Stand jetzt wird es eine Minderheitsregierung mit Herbert Kickl als Bundeskanzler geben.

Lassen Sie das einmal wirken.

Warum das wahrscheinlich ist? Weil die FPÖ – Stand jetzt – mit sehr großer Wahrscheinlichkeit als stimmenstärkste Partei aus der Nationalratswahl im Herbst hervorgehen wird. Und weil sie ihren Parteiobmann Herbert Kickl, dem sie das zu verdanken hat, nicht in die Wüste schicken wird.

Alle anderen Parteien haben – mit unterschiedlicher Akzentuierung – eine Koalition mit der FPÖ unter Kickl ausgeschlossen. Sonst wird sich nichts anderes ausgehen. Eine Mehrheit links der Mitte, aus der eine Koalition aus SPÖ, Grünen und Neos hervorgehen könnte, zeichnet sich nicht ab.
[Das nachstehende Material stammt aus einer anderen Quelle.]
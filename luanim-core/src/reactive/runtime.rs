//! Signal Graph
//!
//! The signal graph is the central coordinator that connects source signals,
//! derived signals and tweens. It owns every signal in an arena, manages the
//! dependency graph, and settles dependents when sources change.
//!
//! # How It Works
//!
//! 1. Creating a signal allocates an arena slot and a graph vertex.
//!
//! 2. Deriving a signal evaluates its closure once through a
//!    [`Recompute`] context, which records every read as a dependency.
//!
//! 3. When a source changes (an immediate write, a host publish, or a tween
//!    step), the graph:
//!    a. collects everything downstream and orders it topologically,
//!    b. recomputes each dirty derived signal exactly once,
//!    c. skips derived signals whose inputs turned out not to change.
//!
//! 4. Tweens are resolved in [`SignalGraph::advance_to`], once per tick, in
//!    a single settlement step.

use std::rc::Rc;

use indexmap::IndexSet;
use tracing::{debug, trace, warn};

use super::context::Recompute;
use super::registry::Registry;
use super::signal::{Input, Memo, Readable, Signal, SignalId};
use super::tween::{Sample, Tween};
use super::value::{SignalValue, Value, ValueKind};
use crate::error::{Error, Result};
use crate::graph::{DependencyGraph, DirtyState, VertexKind};
use crate::interp::{self, Easing, Interpolator};

type ComputeFn = Rc<dyn Fn(&mut Recompute<'_>) -> Result<Value>>;

enum SlotKind {
    Source {
        interpolate: Option<Interpolator>,
        tween: Option<Tween>,
    },
    Derived {
        compute: ComputeFn,
        computing: bool,
    },
}

struct Slot {
    /// `None` only for a derived signal that has never computed.
    value: Option<Value>,
    kind: SlotKind,
    recomputes: u64,
}

/// Arena of every signal plus the dependency graph linking them.
pub struct SignalGraph {
    slots: Vec<Option<Slot>>,
    topology: DependencyGraph,
    registry: Registry,
    tweening: IndexSet<SignalId>,
    now: f64,
}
Eine Koalition aus SPÖ und ÖVP, vielleicht noch mithilfe von Grünen oder Neos, erscheint aus jetziger Sicht unmöglich, zumindest wenn man den Ankündigungen und Bedingungen der Parteichefs glauben will. SPÖ-Chef Andreas Babler nennt neue Vermögenssteuern als ultimative Bedingung für eine Koalition. Genau das schließt ÖVP-Chef und Noch-Kanzler Karl Nehammer aus. Man muss beiden nicht glauben, und man kann sich auch ausmalen, dass sie nach der Wahl möglicherweise nicht mehr Parteichefs sind, wenn sie ihre Wahlziele grob verfehlen sollten und andere dann andere Bedingungen – oder gar keine mehr – stellen.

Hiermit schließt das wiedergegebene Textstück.